A Quick Turn in Housing Trimmed RBC Unit's Profit

RBC Centura Banks Inc., the U.S. banking arm of Royal Bank of Canada, said it was caught off guard by rapid housing market deterioration in recent months.

Executives at the $25.5 billion-asset Raleigh unit had previously been cautiously optimistic about the credit picture. But on Friday, after reporting a steep jump in credit-loss provisions and a sharp drop in profits for the period ended Oct. 31, Scott Custer, the chairman and chief executive, sounded decidedly more pessimistic.

"It's a very tough housing market, clearly," he said in an interview. "The market turned very quickly, and it really hit us in September and October dramatically. … We are having to take higher provisions, and it will take a protracted period of time to work things out."

Mr. Custer blamed a dramatic climb in delinquencies on loans to home builders in California and Atlanta which have been especially hard hit by the housing bust. Combined, these markets make up about 15% of his company's national home builder lending business.

Royal Bank's U.S. and international banking division, which consists primarily of RBC Centura, posted net income of $22 million in the quarter, down 76% from the previous quarter and 73% from a year earlier.

The provision for credit losses grew threefold from the previous quarter and nearly fourfold from a year earlier, to about $88 million. The bulk of the problem loans were originated by Royal Bank's U.S. residential builder finance business. Nationally, new-home sales through October were 23.5% lower than the year earlier, according to a Commerce Department report. Compared to a year earlier, the median price of a new home dropped 13%, to $217,800, in October.

Mr. Custer did not break out specific numbers for the U.S. operation. But he said the residential builder finance business originated about 16% of RBC Centura's total loan portfolio. This was down from about 20% a year earlier, the result of slower growth in the business and a yearlong focus on expanding lending in other areas. Excluding residential lending, he said, loan growth was steady in the quarter.

His company is focused on expanding commercial lending to businesses with $10 million or less in revenue, Mr. Custer said, a category that has grown in the Atlanta and Raleigh regions. He also said retail banking would grow substantially in the Southeast once RBC Centura closes its $1.6 billion deal for the $7.9 billion-asset Alabama National BanCorp in Birmingham, Ala. Closing is expected in February.

Further deals are not being planned in the near term, he said. "Our focus now is threefold: successfully integrating Alabama National, working our way through this housing downturn, and creating solid organic growth in the rest of our business," Mr. Custer said.

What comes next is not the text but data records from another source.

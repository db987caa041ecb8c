//! The lock discipline for sharing one [`BuddyAllocator`] between harts,
//! interrupt handlers and threads.

use crate::{
    buddy::{BuddyAllocator, DEFAULT_MAX_ORDER},
    order_for_pages,
    page::{FrameTranslator, PageDescriptor, PageId},
    AllocStats, Error, Result,
};
use core::fmt;
use spin::{RwLock, RwLockWriteGuard};

/// A [`BuddyAllocator`] behind a single lock.
///
/// Every mutating operation holds the write lock for its whole duration,
/// so no caller can ever observe a half-finished split or merge.
/// Introspection only takes the read lock.
pub struct LockedBuddyAllocator<'a, T, const MAX_ORDER: usize = DEFAULT_MAX_ORDER>(
    RwLock<BuddyAllocator<'a, T, MAX_ORDER>>,
);

impl<'a, T: FrameTranslator, const MAX_ORDER: usize> LockedBuddyAllocator<'a, T, MAX_ORDER> {
    /// Create a new, uninitialized allocator.
    ///
    /// This is a `const fn`, so the allocator can live inside a `static`.
    pub const fn new(translator: T) -> Self {
        Self(RwLock::new(BuddyAllocator::new(translator)))
    }

    /// Manually acquire the write lock and get a guard to the allocator.
    pub fn lock(&self) -> RwLockWriteGuard<'_, BuddyAllocator<'a, T, MAX_ORDER>> {
        self.0.write()
    }

    /// Hands the given pages to the allocator.
    pub fn init(&self, pages: &'a mut [PageDescriptor]) -> Result<()> {
        self.0.write().init(pages)
    }

    /// Allocate a block of `2^order` pages.
    pub fn alloc(&self, order: usize) -> Result<PageId> {
        self.0.write().alloc(order)
    }

    /// Allocate the smallest block that holds at least `count` pages.
    pub fn alloc_pages(&self, count: usize) -> Result<PageId> {
        if count == 0 {
            return Err(Error::AllocateZeroPages);
        }

        self.0.write().alloc(order_for_pages(count))
    }

    /// Free a block of `2^order` pages.
    pub fn free(&self, block: PageId, order: usize) {
        self.0.write().free(block, order)
    }

    /// Reserve a single page.
    pub fn reserve(&self, page: PageId) -> Result<()> {
        self.0.write().reserve(page)
    }

    /// Release a page that was reserved before.
    pub fn unreserve(&self, page: PageId) -> Result<()> {
        self.0.write().unreserve(page)
    }

    /// Returns whether `page` is part of a free block.
    pub fn is_free(&self, page: PageId) -> bool {
        self.0.read().is_free(page)
    }

    /// Returns the name of the allocation algorithm.
    pub fn name(&self) -> &'static str {
        self.0.read().name()
    }

    /// Return the statistics for this allocator.
    pub fn stats(&self) -> AllocStats {
        self.0.read().stats()
    }

    /// Logs the state of all free lists on the debug level.
    pub fn dump_state(&self) {
        self.0.read().dump_state()
    }

    /// Writes the state of all free lists into `out`.
    pub fn dump_to<W: fmt::Write>(&self, out: &mut W) -> fmt::Result {
        write!(out, "{}", self.0.read().dump())
    }
}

Morten N. Friis, Royal Bank's chief risk officer, who spoke on the company's earnings call Friday, said RBC Centura is scaling back mortgage originations in Georgia and California in response to this fall's weak results.

Analysts said some banking companies have relied this year on the strength of the Southeast economy to serve as a buffer against credit losses. But that protection has eroded as housing markets in Florida, Georgia, and other states in the region have swiftly weakened.

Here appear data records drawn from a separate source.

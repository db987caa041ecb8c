//! Intrusive, index-threaded linked list used for the free areas of the
//! buddy allocator.
//!
//! The list itself only stores the index of its head, every further link
//! lives inside the [`PageDescriptor`] of the block's first page. Blocks are
//! kept in ascending order, so two lists with the same content are also
//! structurally equal.

use crate::page::{PageDescriptor, PageId, NIL};

/// Sorted free list of blocks of a single order.
#[derive(Debug, Clone, Copy, PartialEq, Eq)]
pub struct FreeList {
    head: usize,
}

impl FreeList {
    /// An empty list.
    pub const EMPTY: Self = Self { head: NIL };

    /// Create a new, empty `FreeList`.
    pub const fn new() -> Self {
        Self::EMPTY
    }

    /// Returns whether this list is empty.
    pub fn is_empty(&self) -> bool {
        self.head == NIL
    }

    /// Returns the first (lowest) block of this list.
    pub fn head(&self) -> Option<PageId> {
        link(self.head)
    }

    /// Insert `block` so the list stays in ascending order.
    ///
    /// Returns the position the block ended up at, `0` being the head.
    /// The position is informational only, the allocator does not keep it
    /// around since any later split or merge shifts it.
    /// The block must not already be part of this list; this is only
    /// verified in debug builds.
    pub fn insert(&mut self, pages: &mut [PageDescriptor], block: PageId) -> usize {
        let mut prev = NIL;
        let mut cur = self.head;
        let mut pos = 0;

        while cur != NIL && cur < block.0 {
            prev = cur;
            cur = pages[cur].next_free;
            pos += 1;
        }

        debug_assert!(cur != block.0, "block {} is already in the free list", block);

        pages[block.0].next_free = cur;
        if prev == NIL {
            self.head = block.0;
        } else {
            pages[prev].next_free = block.0;
        }
        pos
    }

    /// Remove `block` from this list.
    ///
    /// # Panics
    ///
    /// If the block is not part of this list. This means the free areas are
    /// corrupted, so continuing would hand out memory that is still in use.
    pub fn remove(&mut self, pages: &mut [PageDescriptor], block: PageId) {
        let mut prev = NIL;
        let mut cur = self.head;

        while cur != NIL && cur != block.0 {
            prev = cur;
            cur = pages[cur].next_free;
        }

        assert!(
            cur == block.0,
            "tried to remove block {} that is not in the free list",
            block
        );

        let next = pages[cur].next_free;
        if prev == NIL {
            self.head = next;
        } else {
            pages[prev].next_free = next;
        }
        pages[cur].next_free = NIL;
    }

    /// Returns whether `block` is part of this list.
    ///
    /// There is no per-page membership bit, so this walks the list and
    /// costs `O(len)`. The walk stops early once it passed `block`.
    pub fn contains(&self, pages: &[PageDescriptor], block: PageId) -> bool {
        self.iter(pages)
            .take_while(|&cur| cur <= block)
            .any(|cur| cur == block)
    }

    /// Returns an iterator over the blocks of this list in ascending order.
    pub fn iter<'list>(&self, pages: &'list [PageDescriptor]) -> Iter<'list> {
        Iter {
            pages,
            next: self.head,
        }
    }
}

impl Default for FreeList {
    fn default() -> Self {
        Self::EMPTY
    }
}

fn link(idx: usize) -> Option<PageId> {
    if idx == NIL {
        None
    } else {
        Some(PageId(idx))
    }
}

/// Iterator over the blocks of a [`FreeList`].
pub struct Iter<'list> {
    pages: &'list [PageDescriptor],
    next: usize,
}

impl Iterator for Iter<'_> {
    type Item = PageId;

    fn next(&mut self) -> Option<Self::Item> {
        let item = link(self.next)?;
        self.next = self.pages[item.0].next_free;
        Some(item)
    }
}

David Bishop, an analyst at Stifel Nicolaus & Co. Inc., said there is no glaring concern about the Alabama National deal but that the company does have exposure to mortgage losses in Birmingham and parts of Florida.

"A slew of banks have had problems down there," Mr. Bishop said in an interview. "It's nothing specific to Alabama National; it's just general market weakness that's a concern."

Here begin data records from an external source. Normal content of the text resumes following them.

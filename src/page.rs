//! Page descriptors and the translation between descriptors and frame numbers.

use bitflags::bitflags;
use core::fmt;

/// Sentinel stored in a link field to mark the end of a free list.
pub(crate) const NIL: usize = usize::MAX;

/// Handle identifying exactly one physical page.
///
/// The handle is the index of the page's descriptor inside the array that
/// was handed to [`BuddyAllocator::init`](crate::BuddyAllocator::init).
/// Since that array is contiguous, the ordering of handles is the ordering
/// of the underlying frame numbers.
#[derive(Debug, Clone, Copy, PartialEq, Eq, PartialOrd, Ord, Hash)]
pub struct PageId(pub usize);

impl PageId {
    /// Return the raw index of this handle.
    pub const fn index(self) -> usize {
        self.0
    }
}

impl fmt::Display for PageId {
    fn fmt(&self, f: &mut fmt::Formatter<'_>) -> fmt::Result {
        write!(f, "#{}", self.0)
    }
}

/// A physical frame number.
#[derive(Debug, Clone, Copy, PartialEq, Eq, PartialOrd, Ord, Hash)]
pub struct Pfn(pub usize);

impl fmt::LowerHex for Pfn {
    fn fmt(&self, f: &mut fmt::Formatter<'_>) -> fmt::Result {
        fmt::LowerHex::fmt(&self.0, f)
    }
}

bitflags! {
    /// Per-page state the allocator keeps next to the free link.
    pub struct PageFlags: u8 {
        /// The page was taken out of circulation using `reserve`.
        const RESERVED = 1 << 0;
    }
}

/// The per-page bookkeeping the allocator threads its free lists through.
///
/// The storage for these is owned by the caller, the allocator only
/// borrows it after `init`.
#[derive(Debug, Clone, Copy)]
pub struct PageDescriptor {
    pub(crate) next_free: usize,
    pub(crate) flags: PageFlags,
}

impl PageDescriptor {
    /// A descriptor that is not linked into any list.
    pub const EMPTY: Self = Self {
        next_free: NIL,
        flags: PageFlags::empty(),
    };

    /// Create a new, unlinked page descriptor.
    pub const fn new() -> Self {
        Self::EMPTY
    }

    /// Returns whether this page is currently reserved.
    pub fn is_reserved(&self) -> bool {
        self.flags.contains(PageFlags::RESERVED)
    }

    pub(crate) fn reset(&mut self) {
        *self = Self::EMPTY;
    }
}

impl Default for PageDescriptor {
    fn default() -> Self {
        Self::EMPTY
    }
}

/// Translation between page handles and frame numbers, provided by the
/// memory manager.
///
/// Both directions must be total, pure and inverse to each other over the
/// range of pages given to the allocator. The allocator never calls back
/// into itself through these, so implementations must not allocate.
pub trait FrameTranslator {
    /// Return the frame number of the given page.
    fn frame_of(&self, page: PageId) -> Pfn;

    /// Return the page that describes the given frame.
    fn page_of(&self, pfn: Pfn) -> PageId;
}

/// The translator for a descriptor array whose first entry describes
/// frame `base`, and every following entry the next frame.
#[derive(Debug, Clone, Copy, PartialEq, Eq)]
pub struct LinearMap {
    /// The frame described by the first descriptor.
    pub base: Pfn,
}

impl LinearMap {
    /// Create a translator for an array starting at frame `base`.
    pub const fn new(base: Pfn) -> Self {
        Self { base }
    }
}

impl FrameTranslator for LinearMap {
    fn frame_of(&self, page: PageId) -> Pfn {
        Pfn(self.base.0 + page.0)
    }

    fn page_of(&self, pfn: Pfn) -> PageId {
        // frames below `base` are not part of the array, wrapping maps them
        // far out of range so they are never found in a free list
        PageId(pfn.0.wrapping_sub(self.base.0))
    }
}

On the earnings conference call Friday, CEO Gordon M. Nixon said Royal Bank expects RBC Centura to successfully ride out the housing slump. The Canadian parent remains committed to "building a strong retail banking operation in the U.S. Southeast," he said; but the Raleigh unit's credit-loss provisions probably would "continue to trend upward" in early 2008.

Meanwhile, the $629 billion-asset Royal Bank, Canada's largest banking company, reported that overall earnings growth was dragged down by bad bets on securities tied to the subprime mortgage meltdown in the United States. The risky investments have proven to be a drag on most of Canada's big banking companies this year.

Royal Bank's net income climbed 4.9%, to $1.33 billion, in the latest quarter, thanks in large part to a $282 million gain on the exchange of its membership interest for shares in Visa Inc. in preparation for the card company's initial public offering. The Canadian company said it would take a writedown of about $283 million related to collateralized debt obligations and mortgage-backed securities.